Les tirages ont été compris entre 1 000 et 2 000 exemplaires selon les modèles. La majorité est en effet en sérigraphie, une méthode simple mais qui ne permet pas des tirages aussi importants que l’offset. Les étudiants préfèrent renouveler tous les jours le message plutôt que d’imprimer plusieurs fois la même composition. Ils réagissent ainsi en temps réel aux derniers événements : « Nous sommes tous des juifs et des Allemands » (estimée chez Artcurial 2 500 à 5 000 euros) ou « Nous sommes tous indésirables » (estimée 600 à 1 200 euros) avec le portrait de Daniel Cohn-Bendit (dessin de Bernard Rancillac) lorsqu’il est interdit de séjour, « La lutte continue » avec un poing levé après les accords de Grenelle (estimée 300 à 600 euros), « Sois jeune et tais-toi » montrant un jeune, bâillonné par le général de Gaulle, au moment où le gouvernement organise de nouvelles élections à la fin du mois de juin, sans abaisser l’âge du droit de vote (estimée 600 à 1 200 euros).

Slogans et dessins sont chaque jour soumis à l’approbation d’une assemblée générale, et le travail des concepteurs reste le plus souvent anonyme. « Mais certains artistes ont signé leur œuvre, ou les ont reconnues plus tard, c’est le cas des membres de la figuration narrative tels que Rancillac ou Rougemont, ou d’indépendants parmi lesquels Zao Wou-ki, Calder ou encore Alechinsky », précise l’expert en affiches Frédéric Lozada.

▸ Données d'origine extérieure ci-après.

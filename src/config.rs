//! Server configuration.
//!
//! ```toml
//! listen = "0.0.0.0:8443"
//! shutdown_timeout_secs = 30
//! max_body_bytes = 1048576
//!
//! [tls]
//! cert_path = "/etc/api/tls.crt"
//! key_path = "/etc/api/tls.key"
//! ca_cert_path = "/etc/api/ca.crt"
//! require_client_cert = true
//!
//! [logging]
//! debug = false
//! json = true
//! outputs = ["stderr", "/var/log/api/access.log"]
//! ```

use std::fs;
use std::net::SocketAddr;
use std::path::{Path, PathBuf};
use std::time::Duration;

use serde::Deserialize;

use crate::error::Error;
use crate::logging::LoggingConfig;
use crate::router::DEFAULT_BODY_LIMIT;
use crate::tls::TlsConfig;

#[derive(Debug, Clone, Deserialize)]
#[serde(default)]
pub struct ServerConfig {
    /// `host:port` to bind.
    pub listen: String,
    pub tls: Option<TlsFiles>,
    /// How long a caller should wait for in-flight requests on shutdown.
    pub shutdown_timeout_secs: u64,
    /// Request bodies above this size are answered with `413`.
    pub max_body_bytes: usize,
    pub logging: LoggingConfig,
}

impl Default for ServerConfig {
    fn default() -> Self {
        Self {
            listen: "0.0.0.0:8080".to_owned(),
            tls: None,
            shutdown_timeout_secs: 30,
            max_body_bytes: DEFAULT_BODY_LIMIT,
            logging: LoggingConfig::default(),
        }
    }
}

/// Paths to PEM files on disk.
#[derive(Debug, Clone, Deserialize)]
pub struct TlsFiles {
    pub cert_path: PathBuf,
    pub key_path: PathBuf,
    #[serde(default)]
    pub ca_cert_path: Option<PathBuf>,
    #[serde(default)]
    pub require_client_cert: bool,
}

impl TlsFiles {
    /// Reads every referenced file into memory.
    pub fn load(&self) -> Result<TlsConfig, Error> {
        let mut config = TlsConfig::new(read(&self.cert_path)?, read(&self.key_path)?);
        if let Some(ca) = &self.ca_cert_path {
            config = config.client_ca(read(ca)?, self.require_client_cert);
        }
        Ok(config)
    }
}

impl ServerConfig {
    pub fn from_toml(s: &str) -> Result<Self, Error> {
        let config: Self = toml::from_str(s)?;
        config.validate()?;
        Ok(config)
    }

    pub fn load(path: impl AsRef<Path>) -> Result<Self, Error> {
        let path = path.as_ref();
        let content = fs::read_to_string(path)
            .map_err(|e| Error::Config(format!("{}: {e}", path.display())))?;
        Self::from_toml(&content)
    }

    pub fn listen_addr(&self) -> Result<SocketAddr, Error> {
        parse_listen(&self.listen)
    }

    pub fn shutdown_timeout(&self) -> Duration {
        Duration::from_secs(self.shutdown_timeout_secs)
    }

    fn validate(&self) -> Result<(), Error> {
        self.listen_addr()?;
        if let Some(tls) = &self.tls {
            if tls.require_client_cert && tls.ca_cert_path.is_none() {
                return Err(Error::Config(
                    "tls.require_client_cert needs tls.ca_cert_path".to_owned(),
                ));
            }
        }
        Ok(())
    }
}

pub(crate) fn parse_listen(addr: &str) -> Result<SocketAddr, Error> {
    addr.parse()
        .map_err(|e| Error::Config(format!("listen `{addr}`: {e}")))
}

fn read(path: &Path) -> Result<Vec<u8>, Error> {
    fs::read(path).map_err(|e| Error::Config(format!("{}: {e}", path.display())))
}

#[cfg(test)]
mod tests {
    use std::io::Write;

    use super::*;

    #[test]
    fn empty_document_gives_defaults() {
        let cfg = ServerConfig::from_toml("").unwrap();
        assert_eq!(cfg.listen, "0.0.0.0:8080");
        assert!(cfg.tls.is_none());
        assert_eq!(cfg.shutdown_timeout(), Duration::from_secs(30));
        assert_eq!(cfg.max_body_bytes, 1 << 20);
        assert!(cfg.logging.json);
        assert_eq!(cfg.logging.outputs, ["stderr"]);
    }

    #[test]
    fn full_document() {
        let cfg = ServerConfig::from_toml(
            r#"
            listen = "127.0.0.1:8443"
            shutdown_timeout_secs = 5
            max_body_bytes = 4096

            [tls]
            cert_path = "/tmp/c.pem"
            key_path = "/tmp/k.pem"
            ca_cert_path = "/tmp/ca.pem"
            require_client_cert = true

            [logging]
            debug = true
            outputs = ["stdout", "/tmp/api.log"]
            "#,
        )
        .unwrap();
        assert_eq!(cfg.listen_addr().unwrap().port(), 8443);
        let tls = cfg.tls.unwrap();
        assert!(tls.require_client_cert);
        assert_eq!(cfg.max_body_bytes, 4096);
        assert!(cfg.logging.debug);
        assert!(cfg.logging.json);
        assert_eq!(cfg.logging.outputs, ["stdout", "/tmp/api.log"]);
    }

    #[test]
    fn bad_listen_address() {
        let err = ServerConfig::from_toml(r#"listen = "nowhere""#).unwrap_err();
        assert!(matches!(err, Error::Config(_)));
        assert_eq!(err.to_string(), parse_listen("nowhere").unwrap_err().to_string());
    }

    #[test]
    fn client_cert_without_ca() {
        let err = ServerConfig::from_toml(
            r#"
            [tls]
            cert_path = "c"
            key_path = "k"
            require_client_cert = true
            "#,
        )
        .unwrap_err();
        assert!(err.to_string().contains("ca_cert_path"));
    }

    #[test]
    fn load_reads_file_and_tls_material() {
        let dir = tempfile::tempdir().unwrap();
        let cert = dir.path().join("c.pem");
        let key = dir.path().join("k.pem");
        fs::write(&cert, b"CERT").unwrap();
        fs::write(&key, b"KEY").unwrap();

        let path = dir.path().join("server.toml");
        let mut f = fs::File::create(&path).unwrap();
        writeln!(f, "listen = \"127.0.0.1:0\"").unwrap();
        writeln!(f, "[tls]").unwrap();
        writeln!(f, "cert_path = {:?}", cert.display().to_string()).unwrap();
        writeln!(f, "key_path = {:?}", key.display().to_string()).unwrap();

        let cfg = ServerConfig::load(&path).unwrap();
        let material = cfg.tls.unwrap().load().unwrap();
        assert_eq!(material.cert, b"CERT");
        assert_eq!(material.key, b"KEY");
        assert!(material.ca_cert.is_empty());
    }

    #[test]
    fn missing_file() {
        assert!(matches!(ServerConfig::load("/definitely/not/here.toml"), Err(Error::Config(_))));
    }
}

Il a également présenté le 28 février une vente plus largement consacrée au « Graphisme engagé » : affiches politiques d’avant 1968 et de mai 1968, françaises et étrangères. Il s’amuse de la vision des acheteurs étrangers qui appellent ces créations celles de la French Revolution…

Affiche de Mai 1968 / Arcurial

Du côté des formats, il s’agit principalement de 60 cm × 80 cm ou de 80 cm × 120 cm, « aux Beaux-arts, les affiches étaient mises à sécher sur des cordes à linge, du coup les formats supérieurs à un mètre n’étaient pas très faciles à manipuler » explique le collectionneur Laurent Storch. « Il existe aussi des formats réduits de 10 cm × 15 cm, précise Frédéric Lozada, destinés à être diffusés en grand nombre. » L’encre et le papier étaient livrés chaque jour aux ateliers, par des sympathisants. Chaque affiche pouvait être imprimée successivement en plusieurs couleurs, afin de relancer l’attention.

Deux ateliers parisiens

Les affiches parisiennes de mai 1968 sont principalement issues de deux ateliers. L’expert Frédéric Lozada précise : « L’Atelier populaire est plutôt de tendance maoïste, et celui des Arts décoratifs, dans la mouvance marxiste léniniste. » Le premier, l’Atelier populaire, naît à l’Ecole supérieure des Beaux-Arts. Sa première affiche, du 15 mai, est imprimée à 30 exemplaires. Son slogan est U-sines, U-niversités, U-nion. Le 19 mai, « La chienlit c’est lui » avec une silhouette caricaturée du général de Gaulle est tirée à 3 000 exemplaires.

L’autre atelier, celui des Arts décoratifs, débute sa production une dizaine de jours plus tard. Ses créations sont plus percutantes, mais aussi plus violentes. C’est des Arts décoratifs que sort l’affiche montrant Hitler qui retire son masque figurant de Gaulle.